In July 2017 the French President Macron announced in Paris at the end of a meeting between Libya's UN-backed prime minister, Fayez al-Sarraj, and Marshall Khalifa Haftar, the Commander of the Libyan National Army, that general elections will take place in Libya in early 2018. Subsequently Ghassan Salamé, the UN Special Representative for Libya, developed an Action Plan towards the elections, including the assembly of a National Conference. Fortunately, the elections did not materialize, as the country is not ready for elections in any aspect, but the now hopefully upcoming National Conference is a great chance to become a turning point for Libya towards a better future - if the right people participate and if it is not just used to rubber-stamp the way towards elections.
Atlantic Council's famous Libya scholar Dr. Karim Mezran and the Chair of our Advisory Board Wolfgang Pusztai wrote the Policy Brief "Exploiting the Achievements of the Libyan Political Agreement", which was published by the Atlantic Council and ISPI, two world-renowned think-tanks located on both sides of the Atlantic.

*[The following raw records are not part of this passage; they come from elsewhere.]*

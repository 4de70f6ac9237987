//! Camera follow controller implementation.

use std::fmt;
use std::sync::Arc;

use parking_lot::Mutex;
use tokio::sync::broadcast;
use tokio::task::JoinHandle;
use tracing::{debug, info, trace, warn};

use super::{CameraSettings, CameraTarget};
use crate::coord::Coordinate;
use crate::tracker::LocationTracker;

/// Capacity of the camera event broadcast channel.
const EVENT_CAPACITY: usize = 256;

/// Whether the camera follows the user.
#[derive(Debug, Clone, Copy, PartialEq, Eq, Hash)]
pub enum FollowState {
    /// Camera recenters on every new position.
    Following,
    /// User is panning freely; the camera stays put.
    Free,
}

impl FollowState {
    /// Short name for display.
    pub fn as_str(&self) -> &'static str {
        match self {
            FollowState::Following => "following",
            FollowState::Free => "free",
        }
    }

    /// Whether the host should offer a recenter affordance.
    pub fn shows_recenter(&self) -> bool {
        matches!(self, FollowState::Free)
    }
}

impl fmt::Display for FollowState {
    fn fmt(&self, f: &mut fmt::Formatter<'_>) -> fmt::Result {
        write!(f, "{}", self.as_str())
    }
}

/// Why a camera target was emitted.
#[derive(Debug, Clone, Copy, PartialEq, Eq)]
pub enum TargetReason {
    /// New position while following.
    Follow,
    /// Immediate response to a recenter action.
    Recenter,
    /// Background fix requested by a recenter with no known position.
    RecenterFix,
}

/// Notification for the rendering surface.
#[derive(Debug, Clone, PartialEq)]
pub enum CameraEvent {
    /// Animate the camera to `target`.
    Target {
        target: CameraTarget,
        reason: TargetReason,
    },
    /// Follow mode changed.
    FollowChanged(FollowState),
}

#[derive(Debug)]
struct ControllerState {
    follow: FollowState,
    initial: Coordinate,
    latest: Option<Coordinate>,
    target: CameraTarget,
    /// Id of the recenter whose background fix may still be applied.
    pending_fix: Option<u64>,
    next_request_id: u64,
    detached: bool,
}

struct ControllerShared {
    settings: CameraSettings,
    tracker: Arc<LocationTracker>,
    state: Mutex<ControllerState>,
    events: broadcast::Sender<CameraEvent>,
}

impl ControllerShared {
    fn emit_target(&self, state: &mut ControllerState, center: Coordinate, reason: TargetReason) {
        let target = self.settings.target_at(center);
        state.target = target;
        debug!(
            latitude = center.latitude,
            longitude = center.longitude,
            ?reason,
            "Camera target"
        );
        let _ = self.events.send(CameraEvent::Target { target, reason });
    }

    fn set_follow(&self, state: &mut ControllerState, follow: FollowState) {
        if state.follow != follow {
            state.follow = follow;
            info!(follow = %follow, "Camera follow mode changed");
            let _ = self.events.send(CameraEvent::FollowChanged(follow));
        }
    }

    fn apply_fix(&self, request_id: u64, coord: Coordinate) {
        let mut state = self.state.lock();
        let active = !state.detached
            && state.follow == FollowState::Following
            && state.pending_fix == Some(request_id);
        if !active {
            debug!(request_id, "Discarding stale recenter fix");
            return;
        }
        state.pending_fix = None;
        state.latest = Some(coord);
        self.emit_target(&mut state, coord, TargetReason::RecenterFix);
    }
}

/// Reconciles the position stream with user gestures.
///
/// Cheap to clone; clones share state. The controller owns its
/// [`FollowState`] exclusively: only the operations below change it.
///
/// # Example
///
/// ```ignore
/// let controller = CameraFollowController::new(tracker, settings, initial);
/// let mut camera = controller.subscribe();
///
/// controller.on_position_update(Coordinate::new(2.0, 2.0)); // target {2,2}
/// controller.on_user_pan();                                 // Free
/// controller.on_position_update(Coordinate::new(3.0, 3.0)); // no target
/// controller.on_recenter();                                 // target {3,3}
/// ```
#[derive(Clone)]
pub struct CameraFollowController {
    shared: Arc<ControllerShared>,
}

impl fmt::Debug for CameraFollowController {
    fn fmt(&self, f: &mut fmt::Formatter<'_>) -> fmt::Result {
        f.debug_struct("CameraFollowController")
            .field("settings", &self.shared.settings)
            .field("state", &*self.shared.state.lock())
            .finish_non_exhaustive()
    }
}

impl CameraFollowController {
    /// Create a controller in `Following` with the camera on `initial`.
    ///
    /// `initial` is also the fallback target for a recenter before any
    /// position is known.
    pub fn new(
        tracker: Arc<LocationTracker>,
        settings: CameraSettings,
        initial: Coordinate,
    ) -> Self {
        let (events, _) = broadcast::channel(EVENT_CAPACITY);
        Self {
            shared: Arc::new(ControllerShared {
                settings,
                tracker,
                state: Mutex::new(ControllerState {
                    follow: FollowState::Following,
                    initial,
                    latest: None,
                    target: settings.target_at(initial),
                    pending_fix: None,
                    next_request_id: 0,
                    detached: false,
                }),
                events,
            }),
        }
    }

    /// Subscribe to camera events.
    pub fn subscribe(&self) -> broadcast::Receiver<CameraEvent> {
        self.shared.events.subscribe()
    }

    /// User started a pan or zoom gesture.
    ///
    /// Disengages follow mode immediately, no debounce. Any pending recenter
    /// fix is abandoned.
    pub fn on_user_pan(&self) {
        let mut state = self.shared.state.lock();
        state.pending_fix = None;
        self.shared.set_follow(&mut state, FollowState::Free);
    }

    /// User asked to recenter on their position.
    ///
    /// Re-engages follow mode and targets the latest known coordinate. With
    /// no coordinate known, targets the initial location and requests a
    /// one-shot fix in the background; the returned handle resolves once that
    /// request has finished (applied or discarded).
    pub fn on_recenter(&self) -> Option<JoinHandle<()>> {
        let tracker_known = self.shared.tracker.last_known();

        let mut state = self.shared.state.lock();
        self.shared.set_follow(&mut state, FollowState::Following);
        state.next_request_id += 1;
        let request_id = state.next_request_id;

        if let Some(coord) = state.latest.or(tracker_known) {
            state.pending_fix = None;
            state.latest = Some(coord);
            self.shared
                .emit_target(&mut state, coord, TargetReason::Recenter);
            return None;
        }

        let initial = state.initial;
        self.shared
            .emit_target(&mut state, initial, TargetReason::Recenter);

        let runtime = match tokio::runtime::Handle::try_current() {
            Ok(runtime) => runtime,
            Err(_) => {
                warn!("No async runtime, skipping recenter fix");
                return None;
            }
        };
        state.pending_fix = Some(request_id);
        drop(state);

        let shared = Arc::clone(&self.shared);
        Some(runtime.spawn(async move {
            match shared.tracker.one_shot_location().await {
                Ok(coord) => shared.apply_fix(request_id, coord),
                Err(e) => {
                    debug!(request_id, error = %e, "Recenter fix failed, keeping initial target");
                    let mut state = shared.state.lock();
                    if state.pending_fix == Some(request_id) {
                        state.pending_fix = None;
                    }
                }
            }
        }))
    }

    /// Follow button: `Following` behaves as a pan, `Free` as a recenter.
    pub fn toggle_follow(&self) -> Option<JoinHandle<()>> {
        match self.follow_state() {
            FollowState::Following => {
                self.on_user_pan();
                None
            }
            FollowState::Free => self.on_recenter(),
        }
    }

    /// A new position arrived from the tracker.
    ///
    /// Always remembered as the latest coordinate; moves the camera only
    /// while following.
    pub fn on_position_update(&self, coord: Coordinate) {
        let mut state = self.shared.state.lock();
        if state.detached {
            return;
        }
        state.latest = Some(coord);
        match state.follow {
            FollowState::Following => {
                // A live position supersedes any pending recenter fix
                state.pending_fix = None;
                self.shared
                    .emit_target(&mut state, coord, TargetReason::Follow);
            }
            FollowState::Free => {
                trace!("Position update while free, camera unchanged");
            }
        }
    }

    /// Stop reacting to positions and discard any pending fix.
    pub fn detach(&self) {
        let mut state = self.shared.state.lock();
        state.detached = true;
        state.pending_fix = None;
    }

    /// Current camera target.
    pub fn current_target(&self) -> CameraTarget {
        self.shared.state.lock().target
    }

    /// Current follow mode.
    pub fn follow_state(&self) -> FollowState {
        self.shared.state.lock().follow
    }

    /// Latest coordinate the controller has seen.
    pub fn latest(&self) -> Option<Coordinate> {
        self.shared.state.lock().latest
    }

    /// Camera settings in use.
    pub fn settings(&self) -> &CameraSettings {
        &self.shared.settings
    }
}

Karim and Wolfgang argue that the selection of participants for the National Conference is crucial, to have a really credible representation of all Libyans, who are willing to participate in a democratic process, and make a proposal. The cornerstones of a new stabilization plan must include a series of local ceasefires under international supervision while intensifying the common fight against terrorism, a fair distribution of the oil revenues and a decentralized bottom-up approach under an appropriate interim framework, which could be the amended old Libyan Constitution from 1963. Good governance in stable areas must be rewarded. As it is currently not realistic, that a government in Tripoli can work without being a game ball for the local militias, it should be temporarily relocated.
Legitimacy for this new approach could be achieved by ratifying the interim Constitution through the National Conference. This is a true Libyan solution. It is based on numerous discussions with many Libyans from all parts of the country and an unbiased analysis of what is realistically possible.